-- Opening Marker --

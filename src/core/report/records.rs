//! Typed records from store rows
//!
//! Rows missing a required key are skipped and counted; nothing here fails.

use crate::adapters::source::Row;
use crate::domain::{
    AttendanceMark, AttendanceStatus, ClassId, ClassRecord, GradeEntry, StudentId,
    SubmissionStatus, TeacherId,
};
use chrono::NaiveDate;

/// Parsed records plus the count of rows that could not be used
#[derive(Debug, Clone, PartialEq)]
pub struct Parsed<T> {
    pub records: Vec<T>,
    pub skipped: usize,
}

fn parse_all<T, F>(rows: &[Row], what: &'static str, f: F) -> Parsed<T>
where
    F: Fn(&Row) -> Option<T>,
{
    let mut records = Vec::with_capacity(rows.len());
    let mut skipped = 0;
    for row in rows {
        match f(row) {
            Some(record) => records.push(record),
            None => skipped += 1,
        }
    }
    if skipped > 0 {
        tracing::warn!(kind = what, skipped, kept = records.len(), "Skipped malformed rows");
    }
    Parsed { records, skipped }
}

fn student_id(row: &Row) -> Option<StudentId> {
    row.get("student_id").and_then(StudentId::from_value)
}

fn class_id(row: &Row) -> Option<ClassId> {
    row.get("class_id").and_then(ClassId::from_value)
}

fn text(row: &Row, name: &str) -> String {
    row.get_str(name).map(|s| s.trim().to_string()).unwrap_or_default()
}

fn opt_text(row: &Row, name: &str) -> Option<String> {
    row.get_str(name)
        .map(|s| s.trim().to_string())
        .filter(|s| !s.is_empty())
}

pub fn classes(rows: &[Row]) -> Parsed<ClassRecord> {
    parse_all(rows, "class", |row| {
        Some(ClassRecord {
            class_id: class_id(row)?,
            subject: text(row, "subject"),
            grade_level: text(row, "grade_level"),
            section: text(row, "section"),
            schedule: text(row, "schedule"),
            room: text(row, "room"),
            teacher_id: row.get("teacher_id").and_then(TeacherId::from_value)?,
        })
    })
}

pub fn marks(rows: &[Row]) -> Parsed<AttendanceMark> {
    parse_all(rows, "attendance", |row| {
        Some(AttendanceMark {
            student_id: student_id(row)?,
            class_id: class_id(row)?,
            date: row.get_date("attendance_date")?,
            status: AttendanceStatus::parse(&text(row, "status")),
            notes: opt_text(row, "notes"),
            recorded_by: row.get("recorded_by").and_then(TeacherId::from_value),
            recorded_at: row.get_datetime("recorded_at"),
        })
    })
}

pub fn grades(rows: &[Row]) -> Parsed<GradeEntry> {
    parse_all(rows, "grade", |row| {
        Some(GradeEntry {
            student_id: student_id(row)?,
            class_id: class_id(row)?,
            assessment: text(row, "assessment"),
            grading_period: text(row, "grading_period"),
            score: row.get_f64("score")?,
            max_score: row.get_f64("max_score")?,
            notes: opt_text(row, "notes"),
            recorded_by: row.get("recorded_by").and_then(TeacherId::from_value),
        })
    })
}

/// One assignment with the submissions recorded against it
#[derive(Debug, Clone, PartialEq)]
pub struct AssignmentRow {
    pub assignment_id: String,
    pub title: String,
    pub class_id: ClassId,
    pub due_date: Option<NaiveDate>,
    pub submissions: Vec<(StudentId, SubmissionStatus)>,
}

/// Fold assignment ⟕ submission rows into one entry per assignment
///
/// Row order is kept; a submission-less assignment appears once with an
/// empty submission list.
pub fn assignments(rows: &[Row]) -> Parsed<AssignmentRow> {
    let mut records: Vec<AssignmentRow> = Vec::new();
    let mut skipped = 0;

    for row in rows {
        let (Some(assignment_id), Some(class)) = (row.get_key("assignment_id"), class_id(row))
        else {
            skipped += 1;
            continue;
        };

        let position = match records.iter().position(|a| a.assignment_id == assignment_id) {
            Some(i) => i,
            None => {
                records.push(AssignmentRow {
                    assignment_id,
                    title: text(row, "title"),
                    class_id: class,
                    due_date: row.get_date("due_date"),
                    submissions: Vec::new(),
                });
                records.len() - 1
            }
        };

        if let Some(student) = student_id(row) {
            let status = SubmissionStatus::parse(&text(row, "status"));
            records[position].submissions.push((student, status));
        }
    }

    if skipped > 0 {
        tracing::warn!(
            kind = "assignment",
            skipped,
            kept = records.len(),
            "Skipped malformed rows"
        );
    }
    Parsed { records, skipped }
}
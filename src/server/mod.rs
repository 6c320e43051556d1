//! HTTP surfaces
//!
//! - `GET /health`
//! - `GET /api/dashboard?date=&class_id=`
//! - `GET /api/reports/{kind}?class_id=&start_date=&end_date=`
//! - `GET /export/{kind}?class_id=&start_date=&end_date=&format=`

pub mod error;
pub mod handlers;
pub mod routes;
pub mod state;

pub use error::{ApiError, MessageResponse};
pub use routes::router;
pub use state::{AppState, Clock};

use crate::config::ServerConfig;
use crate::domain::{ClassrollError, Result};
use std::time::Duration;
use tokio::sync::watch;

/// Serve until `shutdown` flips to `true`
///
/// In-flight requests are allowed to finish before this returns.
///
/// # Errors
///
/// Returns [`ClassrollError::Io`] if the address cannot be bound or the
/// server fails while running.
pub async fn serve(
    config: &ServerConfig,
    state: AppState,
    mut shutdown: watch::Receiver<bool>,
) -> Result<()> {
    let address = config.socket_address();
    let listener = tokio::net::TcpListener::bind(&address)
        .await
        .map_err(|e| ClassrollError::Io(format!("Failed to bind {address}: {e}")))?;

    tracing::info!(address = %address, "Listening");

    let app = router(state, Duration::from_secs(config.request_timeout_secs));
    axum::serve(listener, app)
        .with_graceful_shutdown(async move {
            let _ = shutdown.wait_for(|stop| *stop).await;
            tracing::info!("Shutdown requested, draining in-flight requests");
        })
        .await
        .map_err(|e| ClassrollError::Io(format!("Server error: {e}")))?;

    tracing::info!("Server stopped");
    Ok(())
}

-- Closing Marker --
-- Opening Marker --

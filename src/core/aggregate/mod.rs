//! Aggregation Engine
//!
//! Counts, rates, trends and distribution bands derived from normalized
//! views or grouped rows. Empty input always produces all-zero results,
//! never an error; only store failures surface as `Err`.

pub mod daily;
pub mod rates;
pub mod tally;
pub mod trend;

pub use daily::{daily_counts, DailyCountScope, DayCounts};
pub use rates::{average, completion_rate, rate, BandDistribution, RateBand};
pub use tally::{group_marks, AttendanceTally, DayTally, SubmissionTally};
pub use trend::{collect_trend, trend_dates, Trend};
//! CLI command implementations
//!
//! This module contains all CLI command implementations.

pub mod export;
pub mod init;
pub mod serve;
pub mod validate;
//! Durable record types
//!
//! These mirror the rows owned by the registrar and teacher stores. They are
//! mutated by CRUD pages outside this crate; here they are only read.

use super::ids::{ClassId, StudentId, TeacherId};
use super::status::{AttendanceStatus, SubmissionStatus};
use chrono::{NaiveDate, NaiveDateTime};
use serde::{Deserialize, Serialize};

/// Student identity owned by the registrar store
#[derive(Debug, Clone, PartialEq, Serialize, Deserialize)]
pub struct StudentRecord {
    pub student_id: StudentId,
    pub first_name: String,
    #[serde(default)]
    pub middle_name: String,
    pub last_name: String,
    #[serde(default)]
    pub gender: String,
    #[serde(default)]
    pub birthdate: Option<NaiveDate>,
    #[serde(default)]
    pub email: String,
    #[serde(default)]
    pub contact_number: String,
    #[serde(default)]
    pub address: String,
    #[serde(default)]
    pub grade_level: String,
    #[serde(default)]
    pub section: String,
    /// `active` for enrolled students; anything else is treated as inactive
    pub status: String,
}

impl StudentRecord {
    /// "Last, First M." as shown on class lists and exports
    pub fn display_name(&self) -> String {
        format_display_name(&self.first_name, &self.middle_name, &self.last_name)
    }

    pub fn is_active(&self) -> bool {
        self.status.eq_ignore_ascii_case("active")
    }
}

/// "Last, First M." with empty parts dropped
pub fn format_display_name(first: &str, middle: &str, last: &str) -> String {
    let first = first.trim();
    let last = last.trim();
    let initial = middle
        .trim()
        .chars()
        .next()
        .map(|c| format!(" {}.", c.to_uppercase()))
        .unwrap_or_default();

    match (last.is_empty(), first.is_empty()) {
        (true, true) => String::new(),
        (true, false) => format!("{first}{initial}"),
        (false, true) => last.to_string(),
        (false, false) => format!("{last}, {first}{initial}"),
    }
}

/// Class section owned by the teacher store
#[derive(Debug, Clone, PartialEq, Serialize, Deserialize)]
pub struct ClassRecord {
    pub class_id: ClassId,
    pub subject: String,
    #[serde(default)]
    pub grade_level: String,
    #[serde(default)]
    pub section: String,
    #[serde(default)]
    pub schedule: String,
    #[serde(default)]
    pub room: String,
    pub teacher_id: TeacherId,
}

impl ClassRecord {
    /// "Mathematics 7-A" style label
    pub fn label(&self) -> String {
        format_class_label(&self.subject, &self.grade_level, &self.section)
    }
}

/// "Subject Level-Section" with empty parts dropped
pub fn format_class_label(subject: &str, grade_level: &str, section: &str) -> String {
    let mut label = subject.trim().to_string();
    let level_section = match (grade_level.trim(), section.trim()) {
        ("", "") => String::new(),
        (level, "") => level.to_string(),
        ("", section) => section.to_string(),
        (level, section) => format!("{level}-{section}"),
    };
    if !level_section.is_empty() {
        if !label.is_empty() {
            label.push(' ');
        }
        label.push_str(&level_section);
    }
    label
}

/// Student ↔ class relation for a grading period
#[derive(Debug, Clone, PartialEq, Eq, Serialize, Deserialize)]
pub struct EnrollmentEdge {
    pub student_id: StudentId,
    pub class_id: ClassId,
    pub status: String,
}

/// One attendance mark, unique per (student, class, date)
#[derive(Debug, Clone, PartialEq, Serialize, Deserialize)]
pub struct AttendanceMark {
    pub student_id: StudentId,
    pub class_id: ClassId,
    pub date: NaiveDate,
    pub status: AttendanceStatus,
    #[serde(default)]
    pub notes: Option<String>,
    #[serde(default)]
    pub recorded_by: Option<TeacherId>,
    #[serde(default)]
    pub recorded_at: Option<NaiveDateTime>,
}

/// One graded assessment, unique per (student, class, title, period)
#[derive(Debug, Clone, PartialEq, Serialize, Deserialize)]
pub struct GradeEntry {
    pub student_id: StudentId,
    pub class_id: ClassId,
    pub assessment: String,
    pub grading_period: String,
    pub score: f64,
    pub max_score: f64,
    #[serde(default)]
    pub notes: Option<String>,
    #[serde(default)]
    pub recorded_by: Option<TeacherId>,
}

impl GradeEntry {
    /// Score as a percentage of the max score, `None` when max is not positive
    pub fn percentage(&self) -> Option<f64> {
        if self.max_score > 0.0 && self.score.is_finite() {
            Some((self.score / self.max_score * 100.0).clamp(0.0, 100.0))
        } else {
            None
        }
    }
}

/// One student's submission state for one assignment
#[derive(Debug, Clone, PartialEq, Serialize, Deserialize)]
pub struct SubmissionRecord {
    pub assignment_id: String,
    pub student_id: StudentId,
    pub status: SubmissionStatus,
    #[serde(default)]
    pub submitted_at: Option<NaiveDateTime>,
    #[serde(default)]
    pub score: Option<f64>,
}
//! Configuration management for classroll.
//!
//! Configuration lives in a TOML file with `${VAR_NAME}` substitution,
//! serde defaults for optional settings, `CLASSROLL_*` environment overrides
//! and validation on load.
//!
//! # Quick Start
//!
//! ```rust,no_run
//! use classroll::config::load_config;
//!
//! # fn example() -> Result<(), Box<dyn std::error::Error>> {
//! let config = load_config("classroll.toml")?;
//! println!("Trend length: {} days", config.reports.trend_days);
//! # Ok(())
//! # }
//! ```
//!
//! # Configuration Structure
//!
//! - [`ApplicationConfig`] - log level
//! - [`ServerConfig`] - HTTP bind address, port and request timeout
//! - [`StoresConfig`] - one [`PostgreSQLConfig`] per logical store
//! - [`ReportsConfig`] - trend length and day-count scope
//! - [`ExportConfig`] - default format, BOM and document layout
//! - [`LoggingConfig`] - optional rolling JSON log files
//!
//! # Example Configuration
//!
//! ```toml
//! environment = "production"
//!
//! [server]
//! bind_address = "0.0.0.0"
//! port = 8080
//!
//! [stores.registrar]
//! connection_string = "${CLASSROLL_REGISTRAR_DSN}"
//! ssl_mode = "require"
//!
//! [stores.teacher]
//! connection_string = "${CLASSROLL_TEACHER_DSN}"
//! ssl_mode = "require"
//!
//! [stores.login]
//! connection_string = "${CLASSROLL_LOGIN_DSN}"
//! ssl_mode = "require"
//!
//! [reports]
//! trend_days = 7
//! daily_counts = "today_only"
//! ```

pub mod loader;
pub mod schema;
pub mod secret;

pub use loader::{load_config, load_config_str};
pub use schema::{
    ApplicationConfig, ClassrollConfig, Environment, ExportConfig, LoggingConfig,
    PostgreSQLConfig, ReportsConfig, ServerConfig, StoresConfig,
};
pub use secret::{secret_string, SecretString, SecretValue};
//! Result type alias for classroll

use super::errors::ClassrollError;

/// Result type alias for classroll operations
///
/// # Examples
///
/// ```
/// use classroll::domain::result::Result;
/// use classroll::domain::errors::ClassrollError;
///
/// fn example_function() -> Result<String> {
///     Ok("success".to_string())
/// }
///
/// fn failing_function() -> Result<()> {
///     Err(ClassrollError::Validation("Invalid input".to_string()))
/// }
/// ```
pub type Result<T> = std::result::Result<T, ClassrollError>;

-- Closing Marker --
-- Opening Marker --

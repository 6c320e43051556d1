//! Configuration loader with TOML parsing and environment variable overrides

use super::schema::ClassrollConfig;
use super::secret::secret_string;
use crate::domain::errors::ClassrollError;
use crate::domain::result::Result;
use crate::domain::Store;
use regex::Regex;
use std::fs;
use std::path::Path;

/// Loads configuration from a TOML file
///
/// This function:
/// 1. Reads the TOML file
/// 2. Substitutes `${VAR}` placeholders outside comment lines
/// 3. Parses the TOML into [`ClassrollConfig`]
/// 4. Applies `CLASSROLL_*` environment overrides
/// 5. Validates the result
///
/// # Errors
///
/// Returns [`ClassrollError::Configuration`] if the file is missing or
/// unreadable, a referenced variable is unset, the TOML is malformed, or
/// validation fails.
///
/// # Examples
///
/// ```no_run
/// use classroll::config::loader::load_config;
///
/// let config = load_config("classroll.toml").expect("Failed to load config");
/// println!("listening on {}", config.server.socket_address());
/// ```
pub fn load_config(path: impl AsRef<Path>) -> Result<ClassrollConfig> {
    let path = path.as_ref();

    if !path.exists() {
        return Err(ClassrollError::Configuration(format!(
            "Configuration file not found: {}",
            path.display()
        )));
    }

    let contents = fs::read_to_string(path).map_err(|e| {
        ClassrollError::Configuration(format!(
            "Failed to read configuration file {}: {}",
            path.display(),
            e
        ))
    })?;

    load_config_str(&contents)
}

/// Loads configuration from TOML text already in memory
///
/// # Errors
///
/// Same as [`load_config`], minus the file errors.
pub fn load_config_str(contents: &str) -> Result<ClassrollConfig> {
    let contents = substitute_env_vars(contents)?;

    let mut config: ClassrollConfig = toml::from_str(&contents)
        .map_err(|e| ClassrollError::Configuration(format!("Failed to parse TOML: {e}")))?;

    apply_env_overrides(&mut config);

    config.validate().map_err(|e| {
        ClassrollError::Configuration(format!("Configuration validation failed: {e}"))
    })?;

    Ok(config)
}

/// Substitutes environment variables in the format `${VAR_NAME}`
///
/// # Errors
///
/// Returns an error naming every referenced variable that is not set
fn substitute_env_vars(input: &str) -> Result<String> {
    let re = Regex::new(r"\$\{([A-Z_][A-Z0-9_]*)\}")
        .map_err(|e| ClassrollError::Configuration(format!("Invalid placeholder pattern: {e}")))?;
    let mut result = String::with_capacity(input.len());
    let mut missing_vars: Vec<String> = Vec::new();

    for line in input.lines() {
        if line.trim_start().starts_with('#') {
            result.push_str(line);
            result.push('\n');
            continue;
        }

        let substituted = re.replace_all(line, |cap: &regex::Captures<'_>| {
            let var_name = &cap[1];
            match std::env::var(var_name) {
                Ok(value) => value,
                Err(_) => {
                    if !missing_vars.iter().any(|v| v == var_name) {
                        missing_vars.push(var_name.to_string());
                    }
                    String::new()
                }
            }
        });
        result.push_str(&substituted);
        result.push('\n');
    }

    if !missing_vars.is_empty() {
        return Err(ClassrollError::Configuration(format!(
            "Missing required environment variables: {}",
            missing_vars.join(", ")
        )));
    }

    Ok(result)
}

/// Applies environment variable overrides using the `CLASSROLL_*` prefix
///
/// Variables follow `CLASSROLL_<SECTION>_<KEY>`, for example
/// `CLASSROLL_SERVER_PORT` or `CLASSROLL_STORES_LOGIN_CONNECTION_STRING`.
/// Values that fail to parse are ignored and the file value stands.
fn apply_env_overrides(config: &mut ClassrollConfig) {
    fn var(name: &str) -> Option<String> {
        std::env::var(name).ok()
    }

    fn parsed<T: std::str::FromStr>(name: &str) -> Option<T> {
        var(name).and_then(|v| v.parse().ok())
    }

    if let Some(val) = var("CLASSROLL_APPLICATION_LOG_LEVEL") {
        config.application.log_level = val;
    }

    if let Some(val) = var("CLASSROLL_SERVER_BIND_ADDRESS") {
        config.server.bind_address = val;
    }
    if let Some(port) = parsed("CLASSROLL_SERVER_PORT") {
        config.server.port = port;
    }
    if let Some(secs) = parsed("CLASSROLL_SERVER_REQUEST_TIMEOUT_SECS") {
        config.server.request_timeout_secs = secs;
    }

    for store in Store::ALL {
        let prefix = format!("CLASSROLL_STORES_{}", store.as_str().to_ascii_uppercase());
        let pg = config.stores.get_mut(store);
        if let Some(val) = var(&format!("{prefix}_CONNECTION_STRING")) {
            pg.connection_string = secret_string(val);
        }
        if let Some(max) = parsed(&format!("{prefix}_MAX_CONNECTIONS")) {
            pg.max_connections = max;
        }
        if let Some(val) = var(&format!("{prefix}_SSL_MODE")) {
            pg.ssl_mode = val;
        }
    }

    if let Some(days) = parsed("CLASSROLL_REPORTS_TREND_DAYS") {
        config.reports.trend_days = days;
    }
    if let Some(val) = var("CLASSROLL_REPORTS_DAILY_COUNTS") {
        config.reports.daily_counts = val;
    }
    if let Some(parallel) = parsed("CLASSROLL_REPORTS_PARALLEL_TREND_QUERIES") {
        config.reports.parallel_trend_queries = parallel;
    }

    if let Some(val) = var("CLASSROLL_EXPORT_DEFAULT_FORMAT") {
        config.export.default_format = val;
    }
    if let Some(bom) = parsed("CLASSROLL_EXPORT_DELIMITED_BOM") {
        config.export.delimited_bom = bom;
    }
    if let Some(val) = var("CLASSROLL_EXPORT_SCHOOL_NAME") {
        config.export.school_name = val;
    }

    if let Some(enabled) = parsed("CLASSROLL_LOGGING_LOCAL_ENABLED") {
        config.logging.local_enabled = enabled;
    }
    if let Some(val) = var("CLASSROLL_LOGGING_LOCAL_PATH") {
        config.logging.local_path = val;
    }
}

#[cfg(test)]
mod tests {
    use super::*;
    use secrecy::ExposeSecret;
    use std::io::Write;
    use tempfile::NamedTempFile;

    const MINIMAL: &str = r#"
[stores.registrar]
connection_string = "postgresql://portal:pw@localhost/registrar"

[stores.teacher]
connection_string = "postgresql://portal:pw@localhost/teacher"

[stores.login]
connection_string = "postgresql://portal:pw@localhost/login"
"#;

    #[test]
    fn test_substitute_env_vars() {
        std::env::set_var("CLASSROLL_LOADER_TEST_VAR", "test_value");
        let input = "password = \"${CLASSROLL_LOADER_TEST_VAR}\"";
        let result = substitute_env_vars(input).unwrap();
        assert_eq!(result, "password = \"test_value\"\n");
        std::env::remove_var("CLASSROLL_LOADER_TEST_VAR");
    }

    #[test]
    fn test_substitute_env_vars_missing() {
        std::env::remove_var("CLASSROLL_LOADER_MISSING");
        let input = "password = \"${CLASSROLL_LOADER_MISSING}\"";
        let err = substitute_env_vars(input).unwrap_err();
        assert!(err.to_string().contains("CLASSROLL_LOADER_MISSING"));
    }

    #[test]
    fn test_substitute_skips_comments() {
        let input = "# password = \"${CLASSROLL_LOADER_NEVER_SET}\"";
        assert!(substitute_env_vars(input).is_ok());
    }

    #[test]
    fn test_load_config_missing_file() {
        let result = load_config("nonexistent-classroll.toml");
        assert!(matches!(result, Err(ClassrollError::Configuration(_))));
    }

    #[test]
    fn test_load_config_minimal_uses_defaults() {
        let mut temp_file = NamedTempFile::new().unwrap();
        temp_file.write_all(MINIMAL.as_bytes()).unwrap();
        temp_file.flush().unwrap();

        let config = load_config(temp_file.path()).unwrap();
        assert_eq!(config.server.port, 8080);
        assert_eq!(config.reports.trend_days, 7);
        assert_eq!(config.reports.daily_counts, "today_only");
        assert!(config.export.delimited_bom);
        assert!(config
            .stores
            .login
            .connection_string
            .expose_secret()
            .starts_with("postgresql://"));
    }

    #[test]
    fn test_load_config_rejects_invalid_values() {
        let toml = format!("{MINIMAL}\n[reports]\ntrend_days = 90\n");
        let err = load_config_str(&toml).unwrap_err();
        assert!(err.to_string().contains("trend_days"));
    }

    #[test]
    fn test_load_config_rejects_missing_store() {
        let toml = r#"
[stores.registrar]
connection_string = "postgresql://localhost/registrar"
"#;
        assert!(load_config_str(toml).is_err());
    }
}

-- Closing Marker --

Problem requirements:
Check the data above line by line for the word "optional". State only how many lines contain it.

Result below:
2